Pomegranate: Issue #7

Pomegranate celebrates one year!

Today, I'm celebrating my birthday and the one-year anniversary of publishing Pomegranate. It seems hard to believe that a year has passed since the first issue saw the light of day.

Many readers ask me about the title "Pomegranate."  Here’s where it comes from:

When I was in elementary school, I was the editor of the school paper. That was one of my favorite parts about school and an experience that most likely set the path to my future as a graphic designer and marketer. I loved the process of taking ideas, stories, poetry and illustrations and putting them together into a beautiful whole.
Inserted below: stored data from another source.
//! Claims Domain Ports
//!
//! The automation service reads claims, policies and claim history, and
//! writes decisions, through [`ClaimsPort`]. Adapters decide where that data
//! lives; the service only relies on the contract documented here.
//!
//! # Atomic decisions
//!
//! Two workers may try to decide the same claim at once. Both conditional
//! writes must check the claim's stored status and write the decision as a
//! single step (a conditional `UPDATE ... WHERE status = 'Submitted'`, or a
//! write lock held across check and write), so that at most one of them
//! succeeds.

use async_trait::async_trait;
use chrono::{DateTime, Utc};

use core_kernel::{ClaimId, DomainPort, PolicyId, PortError, UserId};
use domain_rating::Policy;

use crate::claim::{Claim, ClaimDecision};

/// Data access required by claim automation
#[async_trait]
pub trait ClaimsPort: DomainPort {
    /// Retrieves a claim, or `PortError::NotFound`
    async fn get_claim(&self, id: ClaimId) -> Result<Claim, PortError>;

    /// Retrieves a policy; a missing policy is `Ok(None)`, not an error
    async fn get_policy(&self, id: PolicyId) -> Result<Option<Policy>, PortError>;

    /// Counts the user's claims submitted at or after `since`
    async fn count_user_claims_since(&self, user_id: UserId, since: DateTime<Utc>) -> Result<u32, PortError>;

    /// Records `decision` only if the claim is still `Submitted`
    ///
    /// Returns `Ok(false)` when the claim had already left `Submitted`.
    async fn apply_decision_if_submitted(&self, id: ClaimId, decision: ClaimDecision) -> Result<bool, PortError>;

    /// Records a reviewer's `decision` only if the claim is `Submitted` or
    /// `InReview`
    ///
    /// Returns `Ok(false)` when the claim was already approved or rejected.
    async fn apply_review_if_open(&self, id: ClaimId, decision: ClaimDecision) -> Result<bool, PortError>;
}

/// Mock implementation of ClaimsPort for testing
///
/// Claims and policies live in memory; conditional writes hold the claims
/// write lock across the status check and the update.
#[cfg(any(test, feature = "mock"))]
pub mod mock {
    use super::*;
    use std::collections::HashMap;
    use std::sync::Arc;
    use tokio::sync::RwLock;

    use crate::claim::ClaimStatus;

    /// In-memory mock implementation of ClaimsPort
    #[derive(Debug, Default, Clone)]
    pub struct MockClaimsPort {
        claims: Arc<RwLock<HashMap<ClaimId, Claim>>>,
        policies: Arc<RwLock<HashMap<PolicyId, Policy>>>,
    }

    impl MockClaimsPort {
        /// Creates an empty mock port
        pub fn new() -> Self {
            Self::default()
        }

        /// Stores or replaces a claim
        pub async fn insert_claim(&self, claim: Claim) {
            self.claims.write().await.insert(claim.id, claim);
        }

        /// Stores or replaces a policy
        pub async fn insert_policy(&self, policy: Policy) {
            self.policies.write().await.insert(policy.id(), policy);
        }

        /// Returns a stored claim
        pub async fn claim(&self, id: ClaimId) -> Option<Claim> {
            self.claims.read().await.get(&id).cloned()
        }

        async fn apply_if(
            &self,
            id: ClaimId,
            decision: ClaimDecision,
            allowed: &[ClaimStatus],
        ) -> Result<bool, PortError> {
            let mut claims = self.claims.write().await;
            let claim = claims
                .get_mut(&id)
                .ok_or_else(|| PortError::not_found("Claim", id))?;
            if !allowed.contains(&claim.status) {
                return Ok(false);
            }
            claim
                .record_decision(decision)
                .map_err(|e| PortError::conflict(e.to_string()))?;
            Ok(true)
        }
    }

    impl DomainPort for MockClaimsPort {}

    #[async_trait]
    impl ClaimsPort for MockClaimsPort {
        async fn get_claim(&self, id: ClaimId) -> Result<Claim, PortError> {
            self.claims
                .read()
                .await
                .get(&id)
                .cloned()
                .ok_or_else(|| PortError::not_found("Claim", id))
        }

        async fn get_policy(&self, id: PolicyId) -> Result<Option<Policy>, PortError> {
            Ok(self.policies.read().await.get(&id).cloned())
        }

        async fn count_user_claims_since(&self, user_id: UserId, since: DateTime<Utc>) -> Result<u32, PortError> {
            let count = self
                .claims
                .read()
                .await
                .values()
                .filter(|c| c.user_id == user_id && c.submitted_at >= since)
                .count();
            Ok(u32::try_from(count).unwrap_or(u32::MAX))
        }

        async fn apply_decision_if_submitted(&self, id: ClaimId, decision: ClaimDecision) -> Result<bool, PortError> {
            self.apply_if(id, decision, &[ClaimStatus::Submitted]).await
        }

        async fn apply_review_if_open(&self, id: ClaimId, decision: ClaimDecision) -> Result<bool, PortError> {
            self.apply_if(id, decision, &[ClaimStatus::Submitted, ClaimStatus::InReview])
                .await
        }
    }
}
The school paper was titled "Pomegranate" — the perfect symbol for the eclectic content and rich ideas in each issue. Pomegranate also happens to be one of my favorite fruits. It is rich in goodness and represents abundance. Each kernel is a new juicy idea. I wanted my new publication to have the same richness, and to recreate for myself the fun I had as a newspaper editor all those years ago. Thus, the title was resurrected and the new and improved Pomegranate was born a year ago today.

I'm in deep gratitude for every one of you who are reading these words right now. Pomegranate is helping unify a powerful community of creative entrepreneurs worldwide and is providing inspiration and information to make a difference in the creative industry.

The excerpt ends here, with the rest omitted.